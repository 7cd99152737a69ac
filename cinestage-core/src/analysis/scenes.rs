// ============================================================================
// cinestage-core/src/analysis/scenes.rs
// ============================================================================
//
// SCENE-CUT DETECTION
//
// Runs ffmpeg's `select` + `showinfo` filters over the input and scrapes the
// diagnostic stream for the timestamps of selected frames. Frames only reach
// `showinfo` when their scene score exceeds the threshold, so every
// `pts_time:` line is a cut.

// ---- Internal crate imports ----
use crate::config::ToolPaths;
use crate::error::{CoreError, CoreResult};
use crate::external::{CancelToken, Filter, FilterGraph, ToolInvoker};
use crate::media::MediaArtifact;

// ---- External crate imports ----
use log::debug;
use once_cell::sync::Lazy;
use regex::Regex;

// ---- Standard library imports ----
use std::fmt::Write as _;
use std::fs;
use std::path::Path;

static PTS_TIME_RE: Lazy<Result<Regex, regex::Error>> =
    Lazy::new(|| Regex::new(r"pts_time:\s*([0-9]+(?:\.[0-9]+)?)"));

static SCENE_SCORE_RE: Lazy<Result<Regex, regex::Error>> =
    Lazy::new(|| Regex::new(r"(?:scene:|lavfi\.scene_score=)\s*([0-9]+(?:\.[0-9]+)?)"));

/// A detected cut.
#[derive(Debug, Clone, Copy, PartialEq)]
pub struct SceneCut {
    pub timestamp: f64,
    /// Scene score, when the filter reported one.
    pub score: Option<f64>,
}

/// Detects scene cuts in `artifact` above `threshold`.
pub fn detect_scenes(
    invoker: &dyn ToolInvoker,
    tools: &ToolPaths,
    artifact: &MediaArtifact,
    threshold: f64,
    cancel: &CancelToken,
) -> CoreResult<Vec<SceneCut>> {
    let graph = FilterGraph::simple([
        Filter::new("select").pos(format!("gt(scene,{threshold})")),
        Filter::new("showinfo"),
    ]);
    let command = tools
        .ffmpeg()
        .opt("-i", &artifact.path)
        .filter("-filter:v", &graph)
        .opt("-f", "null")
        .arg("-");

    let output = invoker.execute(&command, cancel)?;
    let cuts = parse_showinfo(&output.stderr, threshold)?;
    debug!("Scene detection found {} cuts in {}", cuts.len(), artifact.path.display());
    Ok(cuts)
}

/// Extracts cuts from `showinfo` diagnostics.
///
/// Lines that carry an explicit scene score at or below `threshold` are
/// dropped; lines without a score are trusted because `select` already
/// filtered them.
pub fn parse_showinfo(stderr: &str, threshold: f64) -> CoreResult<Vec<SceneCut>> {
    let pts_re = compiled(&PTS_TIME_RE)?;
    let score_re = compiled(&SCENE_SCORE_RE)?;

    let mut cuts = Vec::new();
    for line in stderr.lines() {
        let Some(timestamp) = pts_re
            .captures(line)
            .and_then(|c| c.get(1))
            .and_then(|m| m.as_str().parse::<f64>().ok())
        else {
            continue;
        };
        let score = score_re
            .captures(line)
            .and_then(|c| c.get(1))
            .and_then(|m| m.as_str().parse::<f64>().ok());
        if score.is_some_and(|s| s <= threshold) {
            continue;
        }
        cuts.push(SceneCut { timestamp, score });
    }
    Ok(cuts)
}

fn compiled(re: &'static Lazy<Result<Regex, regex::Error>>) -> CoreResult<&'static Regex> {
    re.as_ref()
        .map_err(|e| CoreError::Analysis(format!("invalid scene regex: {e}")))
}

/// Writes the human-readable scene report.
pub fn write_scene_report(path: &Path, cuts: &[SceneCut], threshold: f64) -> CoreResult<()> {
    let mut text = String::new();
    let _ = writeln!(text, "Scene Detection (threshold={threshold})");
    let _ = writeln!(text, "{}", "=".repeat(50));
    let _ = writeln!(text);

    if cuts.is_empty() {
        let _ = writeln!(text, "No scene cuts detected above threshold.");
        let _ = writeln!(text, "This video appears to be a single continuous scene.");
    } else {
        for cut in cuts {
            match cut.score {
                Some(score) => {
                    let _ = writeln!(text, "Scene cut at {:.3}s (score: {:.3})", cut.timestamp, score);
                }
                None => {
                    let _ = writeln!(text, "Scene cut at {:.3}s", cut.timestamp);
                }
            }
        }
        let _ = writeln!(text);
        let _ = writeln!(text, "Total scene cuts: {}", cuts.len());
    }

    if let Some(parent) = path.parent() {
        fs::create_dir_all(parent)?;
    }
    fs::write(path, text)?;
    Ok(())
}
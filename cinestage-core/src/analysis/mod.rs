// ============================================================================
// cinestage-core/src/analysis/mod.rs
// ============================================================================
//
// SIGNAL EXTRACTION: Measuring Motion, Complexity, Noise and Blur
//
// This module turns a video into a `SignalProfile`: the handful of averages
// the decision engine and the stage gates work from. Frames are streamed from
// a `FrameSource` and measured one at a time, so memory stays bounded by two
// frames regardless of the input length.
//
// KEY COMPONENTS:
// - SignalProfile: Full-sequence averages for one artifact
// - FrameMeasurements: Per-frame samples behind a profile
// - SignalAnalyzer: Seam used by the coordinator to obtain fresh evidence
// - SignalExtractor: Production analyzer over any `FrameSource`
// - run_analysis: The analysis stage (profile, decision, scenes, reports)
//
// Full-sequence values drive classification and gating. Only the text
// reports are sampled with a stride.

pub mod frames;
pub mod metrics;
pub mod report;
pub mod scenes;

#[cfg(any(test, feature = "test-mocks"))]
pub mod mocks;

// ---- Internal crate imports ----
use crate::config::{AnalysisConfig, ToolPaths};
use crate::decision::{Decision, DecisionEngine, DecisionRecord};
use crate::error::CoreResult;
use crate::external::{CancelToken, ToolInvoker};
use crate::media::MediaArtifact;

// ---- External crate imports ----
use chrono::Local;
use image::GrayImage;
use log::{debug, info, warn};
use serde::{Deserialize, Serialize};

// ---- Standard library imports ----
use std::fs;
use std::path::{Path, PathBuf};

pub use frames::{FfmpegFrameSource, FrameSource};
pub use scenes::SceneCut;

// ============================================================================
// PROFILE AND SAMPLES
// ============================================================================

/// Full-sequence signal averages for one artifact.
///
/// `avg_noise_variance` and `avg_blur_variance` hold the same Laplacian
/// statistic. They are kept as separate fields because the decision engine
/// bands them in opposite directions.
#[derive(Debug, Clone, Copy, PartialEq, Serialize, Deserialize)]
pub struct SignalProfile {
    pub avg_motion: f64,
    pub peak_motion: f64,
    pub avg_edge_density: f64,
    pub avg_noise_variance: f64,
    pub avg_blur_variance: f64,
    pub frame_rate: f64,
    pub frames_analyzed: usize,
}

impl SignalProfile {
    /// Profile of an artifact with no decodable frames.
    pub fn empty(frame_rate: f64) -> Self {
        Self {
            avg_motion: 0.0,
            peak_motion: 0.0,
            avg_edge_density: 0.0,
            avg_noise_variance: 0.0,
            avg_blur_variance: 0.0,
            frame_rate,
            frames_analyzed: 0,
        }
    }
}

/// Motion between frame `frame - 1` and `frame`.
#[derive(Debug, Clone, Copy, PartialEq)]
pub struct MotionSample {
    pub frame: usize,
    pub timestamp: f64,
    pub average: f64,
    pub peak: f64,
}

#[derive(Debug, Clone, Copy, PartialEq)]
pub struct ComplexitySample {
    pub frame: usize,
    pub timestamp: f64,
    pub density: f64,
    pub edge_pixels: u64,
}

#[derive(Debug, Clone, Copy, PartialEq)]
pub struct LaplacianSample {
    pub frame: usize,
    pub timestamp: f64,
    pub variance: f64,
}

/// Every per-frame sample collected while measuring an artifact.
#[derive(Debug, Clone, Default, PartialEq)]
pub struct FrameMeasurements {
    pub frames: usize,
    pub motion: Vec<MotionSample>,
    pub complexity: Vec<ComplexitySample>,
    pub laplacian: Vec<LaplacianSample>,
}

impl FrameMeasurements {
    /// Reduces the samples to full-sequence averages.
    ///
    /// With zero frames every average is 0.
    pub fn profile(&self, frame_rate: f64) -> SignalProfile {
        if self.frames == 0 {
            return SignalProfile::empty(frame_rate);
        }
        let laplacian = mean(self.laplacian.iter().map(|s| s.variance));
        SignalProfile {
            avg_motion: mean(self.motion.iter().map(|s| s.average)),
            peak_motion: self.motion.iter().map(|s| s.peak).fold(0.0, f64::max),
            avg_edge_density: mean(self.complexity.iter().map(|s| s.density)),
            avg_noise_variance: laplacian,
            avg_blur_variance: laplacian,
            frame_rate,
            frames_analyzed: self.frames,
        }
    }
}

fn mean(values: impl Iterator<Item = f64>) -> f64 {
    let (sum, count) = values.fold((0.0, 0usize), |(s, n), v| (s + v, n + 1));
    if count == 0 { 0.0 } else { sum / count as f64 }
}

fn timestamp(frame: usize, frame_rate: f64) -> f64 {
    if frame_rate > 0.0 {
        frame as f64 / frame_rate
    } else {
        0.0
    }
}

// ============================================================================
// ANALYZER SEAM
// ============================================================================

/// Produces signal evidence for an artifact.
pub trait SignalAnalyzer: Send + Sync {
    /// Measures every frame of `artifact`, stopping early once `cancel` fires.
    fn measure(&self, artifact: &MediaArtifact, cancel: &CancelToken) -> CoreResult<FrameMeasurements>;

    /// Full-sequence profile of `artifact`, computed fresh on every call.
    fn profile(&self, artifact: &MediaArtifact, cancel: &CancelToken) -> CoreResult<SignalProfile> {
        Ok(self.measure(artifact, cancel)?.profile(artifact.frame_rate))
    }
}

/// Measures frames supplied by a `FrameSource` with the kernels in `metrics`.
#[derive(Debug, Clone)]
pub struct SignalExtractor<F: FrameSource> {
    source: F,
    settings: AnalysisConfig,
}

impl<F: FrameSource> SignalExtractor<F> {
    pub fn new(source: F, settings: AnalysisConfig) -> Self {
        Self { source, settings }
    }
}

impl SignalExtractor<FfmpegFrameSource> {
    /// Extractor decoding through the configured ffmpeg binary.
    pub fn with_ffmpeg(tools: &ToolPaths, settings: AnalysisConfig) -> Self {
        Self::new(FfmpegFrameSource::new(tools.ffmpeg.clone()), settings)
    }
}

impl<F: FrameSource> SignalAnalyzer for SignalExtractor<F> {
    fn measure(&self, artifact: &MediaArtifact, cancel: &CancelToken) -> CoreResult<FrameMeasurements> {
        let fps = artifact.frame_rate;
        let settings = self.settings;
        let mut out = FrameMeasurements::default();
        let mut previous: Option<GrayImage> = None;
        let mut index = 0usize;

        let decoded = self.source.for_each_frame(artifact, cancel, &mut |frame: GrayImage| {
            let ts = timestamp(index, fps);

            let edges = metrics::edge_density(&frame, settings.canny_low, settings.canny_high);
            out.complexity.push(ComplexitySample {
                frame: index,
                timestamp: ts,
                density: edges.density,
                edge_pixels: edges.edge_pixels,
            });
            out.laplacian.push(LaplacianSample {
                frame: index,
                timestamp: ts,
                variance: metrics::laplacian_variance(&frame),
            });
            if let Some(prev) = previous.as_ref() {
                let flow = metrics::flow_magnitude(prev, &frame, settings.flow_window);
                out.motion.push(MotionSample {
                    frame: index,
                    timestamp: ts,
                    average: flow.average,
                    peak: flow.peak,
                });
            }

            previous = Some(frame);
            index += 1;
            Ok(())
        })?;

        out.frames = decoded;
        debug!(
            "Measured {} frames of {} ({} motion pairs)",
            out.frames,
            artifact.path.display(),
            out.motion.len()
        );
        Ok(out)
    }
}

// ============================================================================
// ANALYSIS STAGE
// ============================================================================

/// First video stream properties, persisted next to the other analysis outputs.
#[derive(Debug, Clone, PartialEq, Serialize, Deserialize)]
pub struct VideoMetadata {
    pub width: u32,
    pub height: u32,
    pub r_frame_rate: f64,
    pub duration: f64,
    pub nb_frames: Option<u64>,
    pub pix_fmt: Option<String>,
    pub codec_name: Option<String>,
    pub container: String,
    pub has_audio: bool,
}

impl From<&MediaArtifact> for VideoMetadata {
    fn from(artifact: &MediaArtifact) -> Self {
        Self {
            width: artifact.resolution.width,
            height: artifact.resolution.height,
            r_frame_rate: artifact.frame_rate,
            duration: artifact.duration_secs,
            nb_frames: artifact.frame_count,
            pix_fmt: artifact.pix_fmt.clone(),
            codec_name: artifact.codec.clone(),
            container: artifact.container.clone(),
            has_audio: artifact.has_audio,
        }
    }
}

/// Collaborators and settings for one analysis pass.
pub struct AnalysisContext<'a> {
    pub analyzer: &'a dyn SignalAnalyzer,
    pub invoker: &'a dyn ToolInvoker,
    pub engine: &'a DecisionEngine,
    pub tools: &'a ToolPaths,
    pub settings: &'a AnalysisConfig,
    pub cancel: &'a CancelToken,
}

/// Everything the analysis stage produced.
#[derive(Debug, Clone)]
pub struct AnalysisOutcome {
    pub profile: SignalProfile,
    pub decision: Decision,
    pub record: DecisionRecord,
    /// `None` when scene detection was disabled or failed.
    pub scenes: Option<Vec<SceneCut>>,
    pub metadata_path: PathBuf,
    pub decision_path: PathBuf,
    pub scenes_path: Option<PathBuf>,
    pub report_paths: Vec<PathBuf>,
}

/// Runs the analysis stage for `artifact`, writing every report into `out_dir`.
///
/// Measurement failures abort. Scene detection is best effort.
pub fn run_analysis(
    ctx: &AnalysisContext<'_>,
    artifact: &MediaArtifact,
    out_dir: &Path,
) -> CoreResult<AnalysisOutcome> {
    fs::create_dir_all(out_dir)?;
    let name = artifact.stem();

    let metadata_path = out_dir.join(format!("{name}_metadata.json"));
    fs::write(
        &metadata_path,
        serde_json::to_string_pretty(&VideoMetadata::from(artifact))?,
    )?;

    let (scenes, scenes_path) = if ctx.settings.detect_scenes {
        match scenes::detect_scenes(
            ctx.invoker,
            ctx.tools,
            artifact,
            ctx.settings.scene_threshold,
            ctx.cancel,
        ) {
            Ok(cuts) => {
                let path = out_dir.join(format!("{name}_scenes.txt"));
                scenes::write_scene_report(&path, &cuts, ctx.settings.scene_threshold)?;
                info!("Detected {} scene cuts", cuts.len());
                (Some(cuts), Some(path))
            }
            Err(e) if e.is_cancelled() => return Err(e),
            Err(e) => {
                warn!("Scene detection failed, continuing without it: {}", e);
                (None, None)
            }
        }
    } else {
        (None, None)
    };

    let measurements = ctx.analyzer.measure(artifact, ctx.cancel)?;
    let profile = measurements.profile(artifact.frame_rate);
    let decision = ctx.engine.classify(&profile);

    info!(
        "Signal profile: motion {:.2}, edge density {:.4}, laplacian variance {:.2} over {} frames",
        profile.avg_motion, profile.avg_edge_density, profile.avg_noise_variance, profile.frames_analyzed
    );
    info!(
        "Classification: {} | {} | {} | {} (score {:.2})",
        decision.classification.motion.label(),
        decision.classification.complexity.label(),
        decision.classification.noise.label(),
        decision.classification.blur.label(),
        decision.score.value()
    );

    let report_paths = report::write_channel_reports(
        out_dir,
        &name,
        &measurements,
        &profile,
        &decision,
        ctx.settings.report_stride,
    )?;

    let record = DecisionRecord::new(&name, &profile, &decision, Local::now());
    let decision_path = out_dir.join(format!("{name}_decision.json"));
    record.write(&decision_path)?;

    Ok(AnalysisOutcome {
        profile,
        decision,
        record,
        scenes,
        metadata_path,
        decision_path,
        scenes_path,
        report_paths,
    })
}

________________

Every line from the data above that contains "Serialize" must appear in the answer.

use serde::{Deserialize, Serialize};
#[derive(Debug, Clone, Copy, PartialEq, Serialize, Deserialize)]
#[derive(Debug, Clone, PartialEq, Serialize, Deserialize)]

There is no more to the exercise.